I first joined the University of Manchester in 2005, to pursue my Masters in Electrical Power Systems. The university runs one of the most prestigious MSc courses in this subject, and I wanted to give myself an edge in the demanding job market by joining this course. I later stayed on to pursue a PhD, due to my growing interest in the field of electrical energy and high voltage. Upon finishing my PhD, I took my present role at the university, as I watched the demand for skilled engineers increase in the energy sector, and University of Manchester was in the forefront of energy research. The university allows me to use the facilities and my knowledge to aid energy companies. The University of Manchester has the largest capability in high voltage test equipment in the UK, coupled with a high research profile. Therefore, I have an array of resources I can use in order to solve energy and power issues.
The electrical power industry is presently seeking radically different equipment designs and environmentally acceptable technology solutions to support the rapid change in generation mix and growth in electrical load. Other areas are moving towards high voltage systems including aviation and marine transportation. My role is to support the design of high voltage products and systems, providing testing in the HV laboratories as well as specialist simulation support using software including 3D simulations. I support the electrical power industry by providing them with 'non-routine' high voltage testing and consultancy that leverages my unique skill-set. My job is not only to look at new developments in the energy markets, but also understand the ageing of existing assets on our electricity network.
My daily role is defined by the needs of the power industry, which includes teaching, research and consultancy. As a Knowledge Transfer Research Fellow, I try to bridge the gap between the university and industry. My day to day activities are varied and diverse; from testing equipment within the lab at high voltages, or testing power electronics to be used in modern aircraft in special environmental chambers. Some days I teach students about power systems and high voltage engineering, and other days I help power companies to design their new transmission towers. I could also be working offshore on ship generator systems, trying to help maritime organisations and industry. I have the freedom to be able to work on a wide range of projects, from different industries, thus exposing me to several areas within energy and engineering. My work has a direct impact on the way we generate, transmit and use energy. I learn something new every day, and have the opportunity to then teach that within the university. The landscape of energy is changing, and my job allows me to be a part of this change and make an impact on future energy issues.

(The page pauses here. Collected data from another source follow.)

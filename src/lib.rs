pub mod cli;
pub mod config;
pub mod core;
pub mod engine;
pub mod exit;
pub mod logs;
pub mod progress;
pub mod rules;
pub mod session;
pub mod target;
pub mod tui;
pub mod ui;
use std::io;
use std::panic;
use std::time::Instant;

use anyhow::{Context, Result};
use crossterm::event::{self, Event, KeyCode, KeyEvent, KeyEventKind, KeyModifiers};
use crossterm::execute;
use crossterm::terminal::{
    EnterAlternateScreen, LeaveAlternateScreen, disable_raw_mode, enable_raw_mode,
};
use ratatui::Terminal;
use ratatui::backend::CrosstermBackend;
use ratatui::layout::{Constraint, Direction, Layout, Rect};
use ratatui::style::{Color, Modifier, Style};
use ratatui::text::{Line, Span, Text};
use ratatui::widgets::{Block, Borders, Gauge, List, ListItem, Paragraph, Wrap};
use time::OffsetDateTime;
use unicode_width::UnicodeWidthChar;

use crate::core::{CheckStatus, RiskLevel, ScanReport};
use crate::engine::Engine;
use crate::progress::{StagePosition, TICK_INTERVAL};
use crate::session::{ScanPhase, ScanSession};

pub fn run(engine: Engine, color: bool) -> Result<()> {
    enable_raw_mode().context("failed to enable raw mode")?;
    let mut stdout = io::stdout();
    execute!(stdout, EnterAlternateScreen).context("failed to enter the alternate screen")?;

    let mut tui = Tui {
        terminal: Terminal::new(CrosstermBackend::new(stdout))
            .context("failed to initialize the terminal")?,
    };
    tui.terminal.clear().ok();

    let res = panic::catch_unwind(panic::AssertUnwindSafe(|| {
        run_app(&mut tui.terminal, &engine, color)
    }));

    let _ = tui.terminal.show_cursor();
    let _ = disable_raw_mode();
    let mut stdout = io::stdout();
    let _ = execute!(stdout, LeaveAlternateScreen);

    match res {
        Ok(res) => res,
        Err(_) => Err(anyhow::anyhow!(
            "the UI panicked (the terminal state should have been restored)"
        )),
    }
}

struct Tui {
    terminal: Terminal<CrosstermBackend<io::Stdout>>,
}

#[derive(Debug, Clone, Copy, PartialEq, Eq)]
enum Screen {
    Input,
    Scanning,
    Results,
    Help,
}
use crate::core::{ScanResult, SecurityCheck};
use serde::{Deserialize, Serialize};

#[derive(Debug, Clone, PartialEq, Eq, Serialize, Deserialize)]
pub struct ScanReport {
    pub schema_version: String,
    pub tool_version: String,
    pub result: ScanResult,
    pub checks: Vec<SecurityCheck>,
}

impl ScanReport {
    pub fn new(result: ScanResult, checks: Vec<SecurityCheck>) -> Self {
        Self {
            schema_version: "1.0".to_string(),
            tool_version: env!("CARGO_PKG_VERSION").to_string(),
            result,
            checks,
        }
    }
}
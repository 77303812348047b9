use std::path::{Path, PathBuf};

use anyhow::{Context, Result};
use serde::{Deserialize, Serialize};

use crate::core::RiskLevel;

#[derive(Debug, Clone, Serialize)]
pub struct EffectiveConfig {
    pub ui: UiConfig,
    pub scan: ScanConfig,
    pub log: LogConfig,
    #[serde(skip_serializing_if = "Option::is_none")]
    pub config_path: Option<String>,
}

#[derive(Debug, Clone, Serialize)]
pub struct UiConfig {
    pub color: bool,
}

#[derive(Debug, Clone, Serialize)]
pub struct ScanConfig {
    pub simulate_delay: bool,
    #[serde(skip_serializing_if = "Option::is_none")]
    pub fail_on: Option<RiskLevel>,
}

#[derive(Debug, Clone, Serialize)]
pub struct LogConfig {
    pub enabled: bool,
}

impl Default for EffectiveConfig {
    fn default() -> Self {
        Self {
            ui: UiConfig { color: true },
            scan: ScanConfig {
                simulate_delay: true,
                fail_on: None,
            },
            log: LogConfig { enabled: false },
            config_path: None,
        }
    }
}

#[derive(Debug, Deserialize)]
struct RawConfig {
    ui: Option<RawUiConfig>,
    scan: Option<RawScanConfig>,
    log: Option<RawLogConfig>,
}

#[derive(Debug, Deserialize)]
struct RawUiConfig {
    color: Option<bool>,
}

#[derive(Debug, Deserialize)]
struct RawScanConfig {
    simulate_delay: Option<bool>,
    fail_on: Option<RiskLevel>,
}

#[derive(Debug, Deserialize)]
struct RawLogConfig {
    enabled: Option<bool>,
}

pub fn home_dir() -> Result<PathBuf> {
    std::env::var_os("HOME")
        .filter(|h| !h.is_empty())
        .map(PathBuf::from)
        .context("HOME is not set")
}

pub fn default_config_path(home_dir: &Path) -> PathBuf {
    home_dir.join(".config/securecheck/config.toml")
}

pub fn load(config_path: Option<&Path>, home_dir: &Path) -> Result<EffectiveConfig> {
    let mut cfg = EffectiveConfig::default();

    let path = config_path
        .map(ToOwned::to_owned)
        .unwrap_or_else(|| default_config_path(home_dir));

    if path.exists() {
        let s = std::fs::read_to_string(&path)
            .with_context(|| format!("failed to read config file: {}", path.display()))?;
        let raw: RawConfig = toml::from_str(&s).context("failed to parse config file (TOML)")?;
        apply_raw_config(&mut cfg, raw);
        cfg.config_path = Some(path.display().to_string());
    }

    apply_env_overrides(&mut cfg)?;

    Ok(cfg)
}

fn apply_raw_config(cfg: &mut EffectiveConfig, raw: RawConfig) {
    if let Some(ui) = raw.ui {
        if let Some(color) = ui.color {
            cfg.ui.color = color;
        }
    }

    if let Some(scan) = raw.scan {
        if let Some(simulate_delay) = scan.simulate_delay {
            cfg.scan.simulate_delay = simulate_delay;
        }
        if let Some(fail_on) = scan.fail_on {
            cfg.scan.fail_on = Some(fail_on);
        }
    }

    if let Some(log) = raw.log {
        if let Some(enabled) = log.enabled {
            cfg.log.enabled = enabled;
        }
    }
}

fn apply_env_overrides(cfg: &mut EffectiveConfig) -> Result<()> {
    if let Ok(v) = std::env::var("SECURECHECK_UI_COLOR") {
        cfg.ui.color = parse_bool(&v).with_context(|| "SECURECHECK_UI_COLOR")?;
    }
    if let Ok(v) = std::env::var("SECURECHECK_SCAN_SIMULATE_DELAY") {
        cfg.scan.simulate_delay =
            parse_bool(&v).with_context(|| "SECURECHECK_SCAN_SIMULATE_DELAY")?;
    }
    if let Ok(v) = std::env::var("SECURECHECK_SCAN_FAIL_ON") {
        let v = v.trim();
        if !v.is_empty() {
            cfg.scan.fail_on = Some(
                v.parse::<RiskLevel>()
                    .map_err(anyhow::Error::msg)
                    .with_context(|| "SECURECHECK_SCAN_FAIL_ON")?,
            );
        }
    }
    if let Ok(v) = std::env::var("SECURECHECK_LOG_ENABLED") {
        cfg.log.enabled = parse_bool(&v).with_context(|| "SECURECHECK_LOG_ENABLED")?;
    }

    Ok(())
}

fn parse_bool(s: &str) -> Result<bool> {
    let s = s.trim().to_ascii_lowercase();
    match s.as_str() {
        "1" | "true" | "yes" | "on" => Ok(true),
        "0" | "false" | "no" | "off" => Ok(false),
        _ => Err(anyhow::anyhow!(
            "invalid boolean: {s} (expected true|false|1|0|yes|no|on|off)"
        )),
    }
}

My job at the university is to try and find novel solutions to problems faced by the power industry. This means I work mostly with industrial partners, both within the UK and abroad. Some challenges faced by industry need different fields of expertise, in which case I tend to work with colleagues from different research groups and areas, to try to find multi-disciplinary solutions. Most of the work I do is either presented at international conferences or technical meetings, in order to showcase the facilities and knowledge base we have within the University of Manchester. I also teach undergraduate and postgraduate students in order to raise awareness and interest in my area of expertise.
I am presently involved in working with different companies and research groups in trying to understand the needs of changing energy demand and supply. I hope that my work, and the combined research at the University of Manchester, helps in developing innovative, cost effective and sustainable solutions for energy transmission, generation and storage. I feel that the work I do will affect the way we look at energy and also, hopefully, inspire students to study engineering and future energy related issues.
The challenge is trying to cope with the increase in demand and supply, by using novel equipment and techniques, and at the same time making sure we maintain and understand the ageing of existing assets on our network. The future energy landscape will be a mixture of new and old techniques, and the key is to understand the performance of such a hybrid network and make sure we guarantee the security and stability of electricity supply.